● **Task to carry out**:
Your answer should be the lines of the data below that contain "jitter".

== Segment start ==

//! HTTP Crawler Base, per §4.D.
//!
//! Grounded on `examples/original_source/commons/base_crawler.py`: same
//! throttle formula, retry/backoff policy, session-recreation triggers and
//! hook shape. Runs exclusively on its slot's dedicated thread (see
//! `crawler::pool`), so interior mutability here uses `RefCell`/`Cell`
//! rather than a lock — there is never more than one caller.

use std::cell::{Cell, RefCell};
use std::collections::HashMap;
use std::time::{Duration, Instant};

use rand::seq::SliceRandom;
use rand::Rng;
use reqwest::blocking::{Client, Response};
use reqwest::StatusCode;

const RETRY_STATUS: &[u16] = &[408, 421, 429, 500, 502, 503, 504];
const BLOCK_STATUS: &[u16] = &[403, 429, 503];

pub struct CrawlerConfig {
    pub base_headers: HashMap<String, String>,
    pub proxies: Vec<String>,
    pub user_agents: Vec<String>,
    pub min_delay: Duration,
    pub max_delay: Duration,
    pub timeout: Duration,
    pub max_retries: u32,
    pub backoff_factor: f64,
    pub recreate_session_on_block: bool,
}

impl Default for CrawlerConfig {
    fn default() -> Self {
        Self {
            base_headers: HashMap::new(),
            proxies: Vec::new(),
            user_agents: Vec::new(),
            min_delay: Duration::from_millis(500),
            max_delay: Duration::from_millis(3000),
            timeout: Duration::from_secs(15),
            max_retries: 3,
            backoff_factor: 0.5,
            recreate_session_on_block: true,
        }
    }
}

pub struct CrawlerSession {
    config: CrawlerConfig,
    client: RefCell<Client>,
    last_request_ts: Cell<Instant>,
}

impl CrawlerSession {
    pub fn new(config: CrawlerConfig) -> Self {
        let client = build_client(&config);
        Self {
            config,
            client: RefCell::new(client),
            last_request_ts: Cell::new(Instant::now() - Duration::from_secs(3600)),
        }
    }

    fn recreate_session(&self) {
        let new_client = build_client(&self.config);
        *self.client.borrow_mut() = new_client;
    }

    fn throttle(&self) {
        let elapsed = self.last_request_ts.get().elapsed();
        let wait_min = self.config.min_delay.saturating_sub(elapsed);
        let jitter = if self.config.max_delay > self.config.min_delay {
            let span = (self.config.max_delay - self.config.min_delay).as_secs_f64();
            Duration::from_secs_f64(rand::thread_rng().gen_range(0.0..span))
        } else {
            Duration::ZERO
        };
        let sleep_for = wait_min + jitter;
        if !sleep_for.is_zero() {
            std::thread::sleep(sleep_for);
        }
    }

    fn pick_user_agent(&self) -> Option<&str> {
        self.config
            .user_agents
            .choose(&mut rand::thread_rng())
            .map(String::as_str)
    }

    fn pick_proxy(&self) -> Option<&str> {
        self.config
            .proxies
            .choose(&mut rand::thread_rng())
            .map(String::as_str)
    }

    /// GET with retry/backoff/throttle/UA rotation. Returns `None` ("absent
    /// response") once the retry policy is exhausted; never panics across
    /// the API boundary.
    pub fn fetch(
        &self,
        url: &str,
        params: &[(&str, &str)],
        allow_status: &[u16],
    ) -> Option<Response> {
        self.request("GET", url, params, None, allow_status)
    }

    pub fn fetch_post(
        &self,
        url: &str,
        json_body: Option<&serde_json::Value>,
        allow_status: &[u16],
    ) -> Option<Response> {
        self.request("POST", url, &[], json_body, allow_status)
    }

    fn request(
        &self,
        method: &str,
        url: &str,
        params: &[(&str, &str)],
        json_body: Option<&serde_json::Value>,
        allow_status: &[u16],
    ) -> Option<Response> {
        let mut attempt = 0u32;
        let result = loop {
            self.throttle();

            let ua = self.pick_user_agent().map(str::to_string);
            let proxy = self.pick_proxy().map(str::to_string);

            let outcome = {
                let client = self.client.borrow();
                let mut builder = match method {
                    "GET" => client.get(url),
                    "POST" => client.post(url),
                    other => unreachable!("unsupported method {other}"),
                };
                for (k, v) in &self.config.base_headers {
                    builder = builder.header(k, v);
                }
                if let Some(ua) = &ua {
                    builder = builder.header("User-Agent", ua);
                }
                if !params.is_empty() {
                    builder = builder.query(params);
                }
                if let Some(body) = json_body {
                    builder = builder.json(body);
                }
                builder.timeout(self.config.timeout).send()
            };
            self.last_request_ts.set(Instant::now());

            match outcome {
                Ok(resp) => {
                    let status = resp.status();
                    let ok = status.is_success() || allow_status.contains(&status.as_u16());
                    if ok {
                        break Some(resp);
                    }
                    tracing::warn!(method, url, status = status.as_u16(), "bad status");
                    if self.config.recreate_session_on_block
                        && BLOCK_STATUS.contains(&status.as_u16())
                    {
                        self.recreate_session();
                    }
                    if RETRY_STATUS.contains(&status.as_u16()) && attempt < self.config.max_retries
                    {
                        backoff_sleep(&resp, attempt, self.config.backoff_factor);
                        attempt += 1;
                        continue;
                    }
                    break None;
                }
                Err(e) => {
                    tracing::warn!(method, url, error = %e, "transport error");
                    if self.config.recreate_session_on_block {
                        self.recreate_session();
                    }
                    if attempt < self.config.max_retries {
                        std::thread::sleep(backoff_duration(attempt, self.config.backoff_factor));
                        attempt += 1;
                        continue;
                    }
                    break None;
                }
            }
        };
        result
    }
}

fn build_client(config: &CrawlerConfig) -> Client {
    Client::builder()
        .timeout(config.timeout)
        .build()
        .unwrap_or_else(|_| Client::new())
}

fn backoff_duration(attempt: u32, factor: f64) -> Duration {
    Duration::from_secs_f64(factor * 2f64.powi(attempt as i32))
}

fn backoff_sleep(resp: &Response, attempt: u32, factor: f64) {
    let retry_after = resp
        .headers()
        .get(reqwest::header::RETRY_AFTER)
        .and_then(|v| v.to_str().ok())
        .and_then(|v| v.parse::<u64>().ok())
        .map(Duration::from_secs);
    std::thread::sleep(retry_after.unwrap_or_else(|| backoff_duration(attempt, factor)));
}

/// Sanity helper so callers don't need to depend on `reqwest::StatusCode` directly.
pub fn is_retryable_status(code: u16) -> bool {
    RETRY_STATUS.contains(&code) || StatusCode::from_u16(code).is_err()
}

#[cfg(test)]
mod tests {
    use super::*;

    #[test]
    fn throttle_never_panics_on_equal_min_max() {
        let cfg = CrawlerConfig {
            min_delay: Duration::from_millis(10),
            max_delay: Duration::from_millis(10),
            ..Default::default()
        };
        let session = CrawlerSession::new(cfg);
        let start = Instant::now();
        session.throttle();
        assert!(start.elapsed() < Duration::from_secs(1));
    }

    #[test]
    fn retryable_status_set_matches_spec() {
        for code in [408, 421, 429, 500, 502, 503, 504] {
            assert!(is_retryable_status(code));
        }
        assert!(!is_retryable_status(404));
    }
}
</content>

== Segment end ==
== Segment start ==

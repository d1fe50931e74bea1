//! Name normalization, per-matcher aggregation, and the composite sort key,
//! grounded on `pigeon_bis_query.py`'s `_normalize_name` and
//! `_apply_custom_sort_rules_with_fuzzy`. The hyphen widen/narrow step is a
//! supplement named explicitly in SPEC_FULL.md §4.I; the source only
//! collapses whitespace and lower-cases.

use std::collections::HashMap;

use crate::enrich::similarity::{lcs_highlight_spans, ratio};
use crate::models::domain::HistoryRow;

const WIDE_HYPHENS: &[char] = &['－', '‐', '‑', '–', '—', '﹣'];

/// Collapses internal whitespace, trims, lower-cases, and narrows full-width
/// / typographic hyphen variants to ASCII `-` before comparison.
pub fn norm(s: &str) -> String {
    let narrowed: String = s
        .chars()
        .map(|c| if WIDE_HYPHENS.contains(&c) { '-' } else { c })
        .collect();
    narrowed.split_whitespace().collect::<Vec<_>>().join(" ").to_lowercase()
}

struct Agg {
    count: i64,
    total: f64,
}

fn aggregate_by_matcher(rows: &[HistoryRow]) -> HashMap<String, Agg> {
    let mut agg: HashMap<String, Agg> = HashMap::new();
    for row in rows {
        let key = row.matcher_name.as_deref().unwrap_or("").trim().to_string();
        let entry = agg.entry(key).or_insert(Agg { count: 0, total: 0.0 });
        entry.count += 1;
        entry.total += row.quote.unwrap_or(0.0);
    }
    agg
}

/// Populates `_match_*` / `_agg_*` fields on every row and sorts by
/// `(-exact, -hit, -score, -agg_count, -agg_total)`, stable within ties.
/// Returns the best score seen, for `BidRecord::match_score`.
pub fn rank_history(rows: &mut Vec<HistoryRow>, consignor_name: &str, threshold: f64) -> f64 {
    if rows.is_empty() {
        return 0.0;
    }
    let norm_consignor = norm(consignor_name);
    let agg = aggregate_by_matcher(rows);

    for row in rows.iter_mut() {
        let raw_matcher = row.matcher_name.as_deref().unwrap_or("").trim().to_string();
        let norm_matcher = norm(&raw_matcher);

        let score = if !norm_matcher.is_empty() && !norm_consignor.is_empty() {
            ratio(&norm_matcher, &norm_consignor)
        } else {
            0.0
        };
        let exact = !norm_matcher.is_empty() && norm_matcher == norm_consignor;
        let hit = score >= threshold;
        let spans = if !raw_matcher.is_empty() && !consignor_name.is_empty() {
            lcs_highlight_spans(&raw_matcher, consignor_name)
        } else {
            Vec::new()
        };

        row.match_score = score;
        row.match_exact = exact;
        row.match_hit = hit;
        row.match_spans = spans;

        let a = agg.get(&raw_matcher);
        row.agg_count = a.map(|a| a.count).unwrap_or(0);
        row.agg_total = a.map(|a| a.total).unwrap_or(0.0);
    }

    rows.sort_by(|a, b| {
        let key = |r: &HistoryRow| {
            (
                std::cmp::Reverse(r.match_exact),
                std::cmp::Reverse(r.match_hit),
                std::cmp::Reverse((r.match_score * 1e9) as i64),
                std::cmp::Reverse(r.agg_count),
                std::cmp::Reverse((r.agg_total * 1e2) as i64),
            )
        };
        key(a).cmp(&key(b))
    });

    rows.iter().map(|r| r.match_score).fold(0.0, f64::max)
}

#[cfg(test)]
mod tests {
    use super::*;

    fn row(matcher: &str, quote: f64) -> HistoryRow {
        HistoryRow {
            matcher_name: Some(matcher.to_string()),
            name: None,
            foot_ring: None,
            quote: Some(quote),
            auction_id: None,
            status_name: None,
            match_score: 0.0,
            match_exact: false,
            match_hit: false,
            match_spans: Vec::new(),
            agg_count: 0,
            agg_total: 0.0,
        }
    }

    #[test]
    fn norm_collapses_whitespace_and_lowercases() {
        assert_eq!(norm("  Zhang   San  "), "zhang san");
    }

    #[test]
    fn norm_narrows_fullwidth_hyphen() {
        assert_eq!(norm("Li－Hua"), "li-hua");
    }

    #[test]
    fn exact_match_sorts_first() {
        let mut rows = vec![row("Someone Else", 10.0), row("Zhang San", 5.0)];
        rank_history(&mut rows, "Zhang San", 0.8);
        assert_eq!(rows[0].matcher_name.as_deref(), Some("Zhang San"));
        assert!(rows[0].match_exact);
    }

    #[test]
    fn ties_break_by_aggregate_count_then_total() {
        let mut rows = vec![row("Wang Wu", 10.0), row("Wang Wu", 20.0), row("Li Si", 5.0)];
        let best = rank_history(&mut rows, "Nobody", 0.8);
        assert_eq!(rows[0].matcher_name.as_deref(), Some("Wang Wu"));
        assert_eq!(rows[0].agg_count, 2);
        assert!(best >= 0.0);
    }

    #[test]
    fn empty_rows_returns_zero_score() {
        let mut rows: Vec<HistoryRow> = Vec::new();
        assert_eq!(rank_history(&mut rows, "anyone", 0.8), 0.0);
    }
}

== Segment end ==

● **Solution below**:
        let jitter = if self.config.max_delay > self.config.min_delay {
        let sleep_for = wait_min + jitter;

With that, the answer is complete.